WORK ORDER
From the entries below, transcribe exactly the lines between the line holding "filename api/src/lib.rs" and the line holding "use std::net::TcpListener;", inclusive; skip all other lines.

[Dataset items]
use jiff::Timestamp;
#[cfg(feature = "mock-time")]
use std::sync::{Arc, Mutex};

/// Clock handle injected into every store function that stamps an
/// approval, audit, or deletion time. With `mock-time` the clock is a
/// shared mutable timestamp so tests can pin or step it; otherwise it
/// reads the system clock.
#[derive(Clone)]
pub struct TimeSource {
    #[cfg(feature = "mock-time")]
    time: Arc<Mutex<Timestamp>>,
}

impl TimeSource {
    #[allow(clippy::new_without_default)]
    #[cfg(not(feature = "mock-time"))]
    pub fn new() -> Self {
        Self {}
    }

    #[cfg(feature = "mock-time")]
    pub fn new(initial_time: Timestamp) -> Self {
        Self {
            time: Arc::new(Mutex::new(initial_time)),
        }
    }

    #[cfg(not(feature = "mock-time"))]
    pub fn now(&self) -> Timestamp {
        Timestamp::now()
    }

    #[cfg(feature = "mock-time")]
    pub fn now(&self) -> Timestamp {
        *self.time.lock().unwrap()
    }

    /// Step the mocked clock forward.
    #[cfg(feature = "mock-time")]
    pub fn advance(&self, duration: jiff::Span) {
        *self.time.lock().unwrap() += duration;
    }
}
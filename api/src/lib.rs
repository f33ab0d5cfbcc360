pub mod password;
pub mod routes;
pub mod store;
pub mod telemetry;
pub mod time;

use actix_cors::Cors;
use actix_identity::IdentityMiddleware;
use actix_session::{
    SessionMiddleware, config::BrowserSession, storage::CookieSessionStore,
};
use actix_web::cookie::{Key, time::Duration};
use actix_web::dev::Server;
use actix_web::{App, HttpServer, web};
use sqlx::PgPool;
use std::net::TcpListener;

use crate::time::TimeSource;

/// Build the server, but not await it.
///
/// Returns the port that the server has bound to by modifying the config.
pub async fn build(
    config: &mut Config,
    time_source: TimeSource,
) -> std::io::Result<Server> {
    let secret_key = Key::generate(); // key for signing session cookies
    let db_pool = web::Data::new(
        PgPool::connect(&config.database_url)
            .await
            .map_err(std::io::Error::other)?,
    );
    let time_source = web::Data::new(time_source);

    // Clone config values for use in closure
    let allowed_origins = config.allowed_origins.clone();

    // OS assigns the port if binding to 0
    let listener = TcpListener::bind(format!("{}:{}", config.ip, config.port))?;
    config.port = listener.local_addr()?.port();
    let server = HttpServer::new(move || {
        // Configure CORS based on allowed origins
        let cors = if allowed_origins.contains(&"*".to_string()) {
            // Allow any origin (for development)
            Cors::default()
                .allow_any_origin()
                .allow_any_method()
                .allow_any_header()
                .supports_credentials()
        } else {
            // Production: Only allow specified origins
            let mut cors = Cors::default()
                .allow_any_method()
                .allow_any_header()
                .supports_credentials();

            for origin in &allowed_origins {
                cors = cors.allowed_origin(origin);
            }
            cors
        };

        App::new()
            .wrap(cors)
            // Use signed cookie to track the actor's user id
            .wrap(IdentityMiddleware::default())
            .wrap(
                SessionMiddleware::builder(
                    CookieSessionStore::default(),
                    secret_key.clone(),
                )
                .cookie_name("ledgerdesk".into())
                .session_lifecycle(
                    BrowserSession::default().state_ttl(Duration::days(30)),
                )
                .build(),
            )
            .service(routes::api_services())
            .app_data(db_pool.clone())
            .app_data(time_source.clone())
    })
    .listen(listener)?
    .run();
    Ok(server)
}

pub struct Config {
    pub database_url: String,
    /// set to "0.0.0.0" for public access, "127.0.0.1" for local dev
    pub ip: String,
    /// set to 0 to get an os-assigned port
    pub port: u16,
    /// List of allowed CORS origins. Use "*" to allow any origin
    /// (development only)
    pub allowed_origins: Vec<String>,
}

impl Config {
    pub fn from_env() -> anyhow::Result<Self> {
        use anyhow::Context;
        use std::env::var;

        let allowed_origins = var("ALLOWED_ORIGINS")
            .unwrap_or_else(|_| "*".to_string())
            .split(',')
            .map(|s| s.trim().to_string())
            .filter(|s| !s.is_empty())
            .collect();

        Ok(Config {
            database_url: var("DATABASE_URL").context("DATABASE_URL")?,
            ip: var("IP_ADDRESS").context("IP_ADDRESS")?,
            port: var("PORT").context("PORT")?.parse().context("PORT")?,
            allowed_origins,
        })
    }
}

RESPONSE
filename api/src/lib.rs
repository f33ab0d5cfbcc360
pub mod password;
pub mod routes;
pub mod store;
pub mod telemetry;
pub mod time;

use actix_cors::Cors;
use actix_identity::IdentityMiddleware;
use actix_session::{
    SessionMiddleware, config::BrowserSession, storage::CookieSessionStore,
};
use actix_web::cookie::{Key, time::Duration};
use actix_web::dev::Server;
use actix_web::{App, HttpServer, web};
use sqlx::PgPool;
use std::net::TcpListener;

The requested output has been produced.